• Sonuç bulunamadı

2.2. Ülkemizde Farklı Dil ve Lehçelerde Yapılan Yayınlar

2.2.7. Yabancı Dil Eğitimi ve Öğretimi Kanunu’nda Yapılan Değişiklikler

Bu başlık altında, farklı dil ve lehçelerde yapılan yayınlara ilgili diğer mevzuat kapsamında destek olan bir düzenlemeden, Yabancı Dil Eğitimi ve Öğretimi Kanunu’ndan ve bu kanunda değişiklik öngören düzenlemelerden söz edilmektedir.

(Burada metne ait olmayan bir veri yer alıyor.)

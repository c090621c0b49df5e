//! Expanded JSON Service
//!
//! Compiles a resolved field tree into the simplified typed field tree of
//! [`ExpandedJsonFormat`]. Labels of catalog properties and alt range
//! members are written into a translations accumulator the first time they
//! are met; the accumulator lives for a single `convert` call and starts out
//! as the Master's own translations, so authored entries always win.

use crate::models::{range_tag, ExpandedField, ExpandedMaster, ExpandedJsonFormat, Lang, Property, Translations};
use crate::services::converter_service::{localize, ConverterService, ResolvedField};
use crate::services::{FormServiceError, MetadataService};
use async_trait::async_trait;
use futures::future::{BoxFuture, FutureExt};
use serde_json::{json, Map, Value};
use std::sync::Arc;

/// Type of repeated fields; the item type moves to `options.target_element`
pub const COLLECTION_TYPE: &str = "collection";

/// Compiles Masters into [`ExpandedJsonFormat`]
pub struct ExpandedJsonService {
    metadata: Arc<MetadataService>,
}

impl ExpandedJsonService {
    pub fn new(metadata: Arc<MetadataService>) -> Self {
        Self { metadata }
    }

    /// Typed node of one resolved field
    ///
    /// Children are expanded one after another since they share the
    /// accumulator.
    pub fn field_to_expanded<'a>(
        &'a self,
        node: &'a ResolvedField,
        translations: &'a mut Translations,
    ) -> BoxFuture<'a, Result<ExpandedField, FormServiceError>> {
        async move {
            let ResolvedField {
                field,
                property,
                children,
            } = node;

            let mut fields = Vec::with_capacity(children.len());
            for child in children {
                fields.push(self.field_to_expanded(child, &mut *translations).await?);
            }

            let mut options = match serde_json::to_value(&field.options)? {
                Value::Object(options) => options,
                _ => Map::new(),
            };

            let mut field_type = if property.is_embeddable {
                "fieldset".to_string()
            } else {
                self.map_range(property, &mut options, translations).await?
            };
            if let Some(explicit) = field.field_type.as_deref() {
                if explicit != COLLECTION_TYPE {
                    field_type = explicit.to_string();
                }
            }

            if field.options.filters_enum() {
                if let Some(Value::Object(value_options)) = options.get_mut("value_options") {
                    value_options.retain(|value, _| field.options.allows(value));
                }
            }
            options.remove("whitelist");
            options.remove("blacklist");

            if property.is_unbounded() {
                options.insert("target_element".to_string(), json!({ "type": field_type }));
                field_type = COLLECTION_TYPE.to_string();
            }

            let label = match &field.label {
                Some(label) => label.clone(),
                None => {
                    let key = format!("@{}", field.name);
                    for lang in Lang::ALL {
                        translations
                            .entry(lang)
                            .or_default()
                            .entry(key.clone())
                            .or_insert_with(|| property.label_in(lang));
                    }
                    key
                }
            };

            Ok(ExpandedField {
                name: field.name.clone(),
                field_type,
                label: Some(label),
                options,
                fields,
                validators: field.validators.clone(),
                warnings: field.warnings.clone(),
            })
        }
        .boxed()
    }

    /// Type tag of a non-embeddable property
    ///
    /// Alt ranges become `select` with `value_options` `{id → "@id"}` unless
    /// the author declared their own members; member labels are recorded
    /// in every language.
    pub async fn map_range(
        &self,
        property: &Property,
        options: &mut Map<String, Value>,
        translations: &mut Translations,
    ) -> Result<String, FormServiceError> {
        let range = property.range_id();
        if self.metadata.is_alt_range(range).await? {
            if !options.contains_key("value_options") {
                let entries = self.metadata.get_range(range).await?;
                let mut value_options = Map::new();
                for entry in entries.iter() {
                    let key = format!("@{}", entry.id);
                    for lang in Lang::ALL {
                        translations
                            .entry(lang)
                            .or_default()
                            .entry(key.clone())
                            .or_insert_with(|| entry.label_in(lang));
                    }
                    value_options.insert(entry.id.clone(), Value::String(key));
                }
                options.insert("value_options".to_string(), Value::Object(value_options));
            }
            return Ok("select".to_string());
        }

        if options.contains_key("value_options") {
            return Ok("select".to_string());
        }
        Ok(primitive_type(range).to_string())
    }
}

/// Field type of a primitive range
pub fn primitive_type(range: &str) -> &'static str {
    match range_tag(range) {
        "boolean" => "checkbox",
        "integer" => "integer",
        "nonNegativeInteger" => "integer:nonNegativeInteger",
        "positiveInteger" => "integer:positiveInteger",
        "decimal" => "number",
        "keyValue" | "keyAny" => "fieldset",
        _ => "text",
    }
}

#[async_trait]
impl ConverterService for ExpandedJsonService {
    type Output = ExpandedJsonFormat;

    async fn convert(
        &self,
        master: ExpandedMaster,
        root: ResolvedField,
        lang: Option<Lang>,
    ) -> Result<ExpandedJsonFormat, FormServiceError> {
        let mut translations = master.translations;
        let mut fields = Vec::with_capacity(root.children.len());
        for child in &root.children {
            fields.push(self.field_to_expanded(child, &mut translations).await?);
        }

        let format = ExpandedJsonFormat {
            id: master.id,
            fields,
            options: master.options,
            translations,
            ui_schema: master.ui_schema,
            extra: master.extra,
            context: master.context,
            language: master.language,
            rest: master.rest,
        };
        localize(format, lang)
    }
}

Çiftçi’ye göre, farklı dil ve lehçelerde yayıncılık konusu işlenirken üzerinde durulacak konular şunlardır: Öncelikle devletin resmi dilinde yayın yapılması bakımından bir problem yoktur. İkinci olarak, yabancı bir dilde (İngilizce, Fransızca, İtalyanca, Arapça vb.) gazete, kitap veya dergi yayımlanması ya da radyo ve televizyon yayını yapılması konusudur. Türk vatandaşlarının günlük hayatlarında geleneksel olarak kullandıkları farklı dil ve lehçelerde süreli veya süresiz yayın yapılması ya da radyo- televizyon yayını yapılması konusu ise üçüncü durumdur (Çiftçi, 2007: 12).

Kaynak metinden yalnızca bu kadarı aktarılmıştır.